Dr. McClatchey plans to refer authors to the NCCLS database “to make sure the terminology they’re using is in sync with international standards.” Even with articles in the United States, he says, “we’re consistently dealing with terminology that one person uses one way and another person a different way.”

The CAP, which has a close relationship with the NCCLS, should take a leadership role in the harmonization effort, asserts Dr. McClatchey. “We in the U.S. will have to deal with international standardization. The globe is shrinking,” he says. “The lab business is an international business as much as manufacturing [of diagnostics] is an international business. We need an international understanding of terms and methodologies.”

Professional organizations, as well as government and industry groups, need to back the NCCLS, he adds. The CAP has an inherent interest because harmonization “will benefit our external quality assessment programs.”
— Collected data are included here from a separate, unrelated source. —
//! compression/oneshot.rs
//! One-shot entry points for callers holding the whole payload in memory.
//!
//! Each call builds a fresh processor, feeds the payload as a single final
//! chunk and returns the result. Empty input never touches the codec.

use bytes::Bytes;

use crate::compression::registry::create_processor;
use crate::compression::types::{Mode, ProcessorConfig};
use crate::types::Result;

/// Run `data` through a fresh processor of `mode` as one final chunk.
pub fn transform_all(mode: Mode, data: &[u8], config: ProcessorConfig) -> Result<Vec<u8>> {
    if data.is_empty() {
        return Ok(Vec::new());
    }
    let mut processor = create_processor(mode, config);
    processor.initialize()?;
    processor.process(data, true)
}

pub fn compress_all(data: &[u8]) -> Result<Vec<u8>> {
    transform_all(Mode::Compress, data, ProcessorConfig::default())
}

pub fn decompress_all(data: &[u8]) -> Result<Vec<u8>> {
    transform_all(Mode::Decompress, data, ProcessorConfig::default())
}

pub fn compress_all_with_config(data: &[u8], config: ProcessorConfig) -> Result<Vec<u8>> {
    transform_all(Mode::Compress, data, config)
}

pub fn decompress_all_with_config(data: &[u8], config: ProcessorConfig) -> Result<Vec<u8>> {
    transform_all(Mode::Decompress, data, config)
}

/// Extension methods on byte containers.
///
/// Each implementation returns its own buffer family so callers never convert
/// by hand.
pub trait Gzippable {
    type Output;

    /// Compress into a gzip member.
    fn gzip_compressed(&self) -> Result<Self::Output>;

    /// Decompress a gzip member.
    fn gzip_uncompressed(&self) -> Result<Self::Output>;
}

impl Gzippable for [u8] {
    type Output = Vec<u8>;

    fn gzip_compressed(&self) -> Result<Vec<u8>> {
        compress_all(self)
    }

    fn gzip_uncompressed(&self) -> Result<Vec<u8>> {
        decompress_all(self)
    }
}

impl Gzippable for Vec<u8> {
    type Output = Vec<u8>;

    fn gzip_compressed(&self) -> Result<Vec<u8>> {
        compress_all(self)
    }

    fn gzip_uncompressed(&self) -> Result<Vec<u8>> {
        decompress_all(self)
    }
}

// Vec -> Bytes takes ownership of the allocation, no copy.
impl Gzippable for Bytes {
    type Output = Bytes;

    fn gzip_compressed(&self) -> Result<Bytes> {
        compress_all(self).map(Bytes::from)
    }

    fn gzip_uncompressed(&self) -> Result<Bytes> {
        decompress_all(self).map(Bytes::from)
    }
}

#[cfg(test)]
mod tests {
    use super::*;

    #[test]
    fn empty_input_is_empty_output() {
        assert!(compress_all(&[]).unwrap().is_empty());
        assert!(decompress_all(&[]).unwrap().is_empty());
        assert!(Bytes::new().gzip_uncompressed().unwrap().is_empty());
    }

    #[test]
    fn extension_trait_roundtrips() {
        let data = b"payload payload payload".to_vec();
        let gz = data.gzip_compressed().unwrap();
        assert_eq!(gz.gzip_uncompressed().unwrap(), data);

        let bytes = Bytes::from_static(b"static payload");
        assert_eq!(bytes.gzip_compressed().unwrap().gzip_uncompressed().unwrap(), bytes);
    }
}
David Bruns, MD, editor of Clinical Chemistry and professor of pathology at the University of Virginia, Charlottesville, agrees that standardizing terms is important in journal literature.
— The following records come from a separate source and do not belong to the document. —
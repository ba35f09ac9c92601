//! telemetry/snapshot.rs
//! Immutable telemetry snapshot.
//!
//! Design notes:
//! - Built from a processor's counters plus the adapter's timer.
//! - Serializable so callers can ship it as JSON without extra mapping.

use std::time::Duration;

use serde::{Deserialize, Serialize};

use crate::compression::Mode;
use crate::telemetry::counters::TelemetryCounters;
use crate::telemetry::timers::{Stage, StageTimes, TelemetryTimer};

#[derive(Debug, Clone, PartialEq, Serialize, Deserialize)]
pub struct TelemetrySnapshot {
    pub mode: Mode,
    pub chunks: u64,
    pub flushes: u64,
    pub bytes_in: u64,
    pub bytes_out: u64,
    pub codec_calls: u64,
    pub buffer_grows: u64,
    pub finalizations: u64,
    /// `bytes_out / bytes_in`; below 1.0 when compressing compressible data.
    pub ratio: f64,
    pub throughput_in_bytes_per_sec: f64,
    pub elapsed: Duration,
    pub stage_times: StageTimes,
}

impl TelemetrySnapshot {
    pub fn from(mode: Mode, counters: &TelemetryCounters, timer: &TelemetryTimer) -> Self {
        let elapsed = timer.elapsed();

        let ratio = if counters.bytes_in > 0 {
            counters.bytes_out as f64 / counters.bytes_in as f64
        } else {
            0.0
        };

        let throughput = if elapsed.as_secs_f64() > 0.0 {
            counters.bytes_in as f64 / elapsed.as_secs_f64()
        } else {
            0.0
        };

        Self {
            mode,
            chunks: counters.chunks,
            flushes: counters.flushes,
            bytes_in: counters.bytes_in,
            bytes_out: counters.bytes_out,
            codec_calls: counters.codec_calls,
            buffer_grows: counters.buffer_grows,
            finalizations: counters.finalizations,
            ratio,
            throughput_in_bytes_per_sec: throughput,
            elapsed,
            stage_times: timer.stage_times.clone(),
        }
    }

    pub fn total_stage_time(&self) -> Duration {
        self.stage_times.total()
    }

    pub fn has_all_stages(&self, expected: &[Stage]) -> bool {
        self.stage_times.has_all(expected)
    }

    /// Internal invariants: at most one finalization and stage time within
    /// elapsed time.
    pub fn sanity_check(&self) -> bool {
        self.finalizations <= 1 && self.total_stage_time() <= self.elapsed
    }

    pub fn to_json(&self) -> serde_json::Result<String> {
        serde_json::to_string(self)
    }
}
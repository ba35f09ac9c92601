//! compression/codec.rs
//! The raw inflate/deflate primitive seen by the processor loop.
//!
//! Design notes:
//! - The processor owns the output buffer; the codec only ever sees slices
//!   plus the flush mode and reports how many bytes it consumed/produced.
//! - Results are reported as zlib status codes so the classifier stays the
//!   single place that turns codes into errors.
//! - Both engines are flate2 `Compress`/`Decompress` in gzip framing.

use flate2::{Compress, Compression, Decompress, FlushCompress, FlushDecompress, Status};

use crate::compression::status::StatusCode;
use crate::compression::types::ProcessorConfig;
use crate::constants::MAX_WBITS;
use crate::types::Result;

/// Flush semantics for one codec invocation.
#[derive(Copy, Clone, Debug, PartialEq, Eq)]
pub enum FlushMode {
    /// Emit as much as possible without closing the stream.
    Sync,
    /// No more input follows.
    Finish,
}

impl FlushMode {
    pub fn for_chunk(is_last: bool) -> Self {
        if is_last { FlushMode::Finish } else { FlushMode::Sync }
    }

    fn compress(self) -> FlushCompress {
        match self {
            FlushMode::Sync   => FlushCompress::Sync,
            FlushMode::Finish => FlushCompress::Finish,
        }
    }

    fn decompress(self) -> FlushDecompress {
        match self {
            FlushMode::Sync   => FlushDecompress::Sync,
            FlushMode::Finish => FlushDecompress::Finish,
        }
    }
}

/// Outcome of one codec invocation.
#[derive(Clone, Debug, PartialEq, Eq)]
pub struct Progress {
    /// Input bytes consumed by this call.
    pub consumed: usize,
    /// Output bytes written by this call.
    pub produced: usize,
    /// zlib status code.
    pub code: i32,
    /// Native message accompanying a failure, if any.
    pub message: Option<String>,
}

impl Progress {
    pub fn new(consumed: usize, produced: usize, code: i32, message: Option<String>) -> Self {
        Self { consumed, produced, code, message }
    }

    /// Neither input nor output moved.
    pub fn is_idle(&self) -> bool {
        self.consumed == 0 && self.produced == 0
    }
}

/// Incremental codec driven by the processor loop.
pub trait Codec: Send {
    /// Configure a fresh engine.
    fn open(config: &ProcessorConfig) -> Result<Self>
    where
        Self: Sized;

    /// Short name used in logs.
    fn name(&self) -> &'static str;

    /// Run the engine once over `input`, writing into `output`.
    fn transform(&mut self, input: &[u8], output: &mut [u8], flush: FlushMode) -> Progress;

    /// Cumulative input consumed since `open`.
    fn total_in(&self) -> u64;

    /// Cumulative output produced since `open`.
    fn total_out(&self) -> u64;

    /// Release the engine. Consuming `self` makes a second release impossible.
    fn end(self)
    where
        Self: Sized,
    {
        drop(self);
    }
}

fn status_code(status: Status) -> i32 {
    match status {
        Status::Ok        => StatusCode::Ok as i32,
        Status::StreamEnd => StatusCode::StreamEnd as i32,
        Status::BufError  => StatusCode::BufError as i32,
    }
}

/// Deflate engine emitting a gzip container (zlib `MAX_WBITS + 16`).
pub struct DeflateCodec {
    inner: Compress,
}

impl Codec for DeflateCodec {
    fn open(config: &ProcessorConfig) -> Result<Self> {
        config.validate()?;
        Ok(Self {
            inner: Compress::new_gzip(Compression::new(config.level), MAX_WBITS),
        })
    }

    fn name(&self) -> &'static str {
        "deflate"
    }

    fn transform(&mut self, input: &[u8], output: &mut [u8], flush: FlushMode) -> Progress {
        let (in_before, out_before) = (self.inner.total_in(), self.inner.total_out());
        let result = self.inner.compress(input, output, flush.compress());
        let consumed = (self.inner.total_in() - in_before) as usize;
        let produced = (self.inner.total_out() - out_before) as usize;

        match result {
            Ok(status) => Progress::new(consumed, produced, status_code(status), None),
            Err(e) => Progress::new(
                consumed,
                produced,
                StatusCode::StreamError as i32,
                Some(native_message(&e.to_string(), "deflate compression error")),
            ),
        }
    }

    fn total_in(&self) -> u64 {
        self.inner.total_in()
    }

    fn total_out(&self) -> u64 {
        self.inner.total_out()
    }
}

/// Inflate engine accepting a gzip container (zlib `MAX_WBITS + 16`).
///
/// Gzip only: flate2 offers no gzip-or-zlib auto-detection, so zlib-wrapped
/// input is rejected with `Data("incorrect header check")`.
pub struct InflateCodec {
    inner: Decompress,
}

impl Codec for InflateCodec {
    fn open(config: &ProcessorConfig) -> Result<Self> {
        config.validate()?;
        Ok(Self {
            inner: Decompress::new_gzip(MAX_WBITS),
        })
    }

    fn name(&self) -> &'static str {
        "inflate"
    }

    fn transform(&mut self, input: &[u8], output: &mut [u8], flush: FlushMode) -> Progress {
        let (in_before, out_before) = (self.inner.total_in(), self.inner.total_out());
        let result = self.inner.decompress(input, output, flush.decompress());
        let consumed = (self.inner.total_in() - in_before) as usize;
        let produced = (self.inner.total_out() - out_before) as usize;

        match result {
            Ok(status) => Progress::new(consumed, produced, status_code(status), None),
            Err(e) if e.needs_dictionary().is_some() => Progress::new(
                consumed,
                produced,
                StatusCode::NeedDict as i32,
                Some("requires a dictionary".to_string()),
            ),
            Err(e) => {
                let message = native_message(&e.to_string(), "deflate decompression error");
                // flate2 folds Z_MEM_ERROR into the same error type as Z_DATA_ERROR.
                let code = if message.contains("memory") {
                    StatusCode::MemError
                } else {
                    StatusCode::DataError
                };
                Progress::new(consumed, produced, code as i32, Some(message))
            }
        }
    }

    fn total_in(&self) -> u64 {
        self.inner.total_in()
    }

    fn total_out(&self) -> u64 {
        self.inner.total_out()
    }
}

/// Strip flate2's generic prefix so only the native zlib text remains.
fn native_message(display: &str, prefix: &str) -> String {
    display
        .strip_prefix(prefix)
        .map(|rest| rest.trim_start_matches(':').trim())
        .filter(|rest| !rest.is_empty())
        .unwrap_or(display)
        .to_string()
}

#[cfg(test)]
mod tests {
    use super::*;

    #[test]
    fn native_message_strips_prefix() {
        assert_eq!(
            native_message("deflate decompression error: incorrect header check", "deflate decompression error"),
            "incorrect header check"
        );
        assert_eq!(
            native_message("deflate decompression error", "deflate decompression error"),
            "deflate decompression error"
        );
    }

    #[test]
    fn deflate_then_inflate_one_step() {
        let config = ProcessorConfig::default();
        let mut deflate = DeflateCodec::open(&config).unwrap();
        let mut out = vec![0u8; 1024];
        let p = deflate.transform(b"abcabcabc", &mut out, FlushMode::Finish);
        assert_eq!(p.code, StatusCode::StreamEnd as i32);
        assert_eq!(p.consumed, 9);
        assert_eq!(deflate.total_out() as usize, p.produced);

        let mut inflate = InflateCodec::open(&config).unwrap();
        let mut plain = vec![0u8; 64];
        let q = inflate.transform(&out[..p.produced], &mut plain, FlushMode::Finish);
        assert_eq!(q.code, StatusCode::StreamEnd as i32);
        assert_eq!(&plain[..q.produced], b"abcabcabc");
    }

    #[test]
    fn inflate_reports_data_error_for_garbage() {
        let mut inflate = InflateCodec::open(&ProcessorConfig::default()).unwrap();
        let mut out = vec![0u8; 64];
        let p = inflate.transform(b"foo", &mut out, FlushMode::Finish);
        assert_eq!(p.code, StatusCode::DataError as i32);
        assert_eq!(p.message.as_deref(), Some("incorrect header check"));
    }

    #[test]
    fn inflate_rejects_zlib_wrapped_input() {
        let mut zlib = Compress::new(Compression::default(), true);
        let mut wrapped = vec![0u8; 128];
        zlib.compress(b"zlib framed", &mut wrapped, FlushCompress::Finish).unwrap();
        wrapped.truncate(zlib.total_out() as usize);

        let mut inflate = InflateCodec::open(&ProcessorConfig::default()).unwrap();
        let mut out = vec![0u8; 64];
        let p = inflate.transform(&wrapped, &mut out, FlushMode::Finish);
        assert_eq!(p.code, StatusCode::DataError as i32);
        assert_eq!(p.message.as_deref(), Some("incorrect header check"));
    }
}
For instance, the term sensitivity (meaning analytical sensitivity) can be confusing because “a lot of people think it means the detection limit when really it is the slope of the calibration curve,” he says. “This is an example of where we have a Tower of Babel.”

Consequently, Dr. Bruns has banished the word sensitivity from his journal. Instead, he asks writers to use “detection limit,” which is “almost always what they mean—how much of the substance you need to get a measurable signal.”

Dr. Bruns approaches “analytical specificity” the same way. “The author needs to spell out exactly what was done,” he says. “If you have an assay for insulin, if it’s specific, it’s not going to react with other similar hormones.” Here again, he prefers that authors use more precise terms, like “cross-reactivity.”

As for the NCCLS database, Dr. Bruns believes it could be useful, “but we’d have to see how it comes out.” He hopes the NCCLS will open the database to comment before deciding on a final version. “You have to involve editors in the process if you want them to use it,” he says.

The database is a “living” work in progress, responds the NCCLS’ Dr. Bergen, and comments intended to improve the interface’s utility and user friendliness will always be welcome. “We can also review and process input on specific terms and definitions,” he says. But because the purpose of the database is to promote the use of internationally standardized terminology, says Dr. Bergen, “such [outside] input would need to be referred to and formally considered within the international standards system.”

In Dr. Hoeltge’s view, it will be a generation before everyone is on the same page in laboratory and diagnostic lexicon. That’s because the transition won’t occur entirely until “pathology residents and young clinical scientists become tomorrow’s leaders.” For now, Dr. Hoeltge communicates with his clinicians at the Cleveland Clinic in ways they understand. “If you didn’t use a term in training,” he says, “it’s hard to change.”

Karen Southwick is a writer in San Francisco.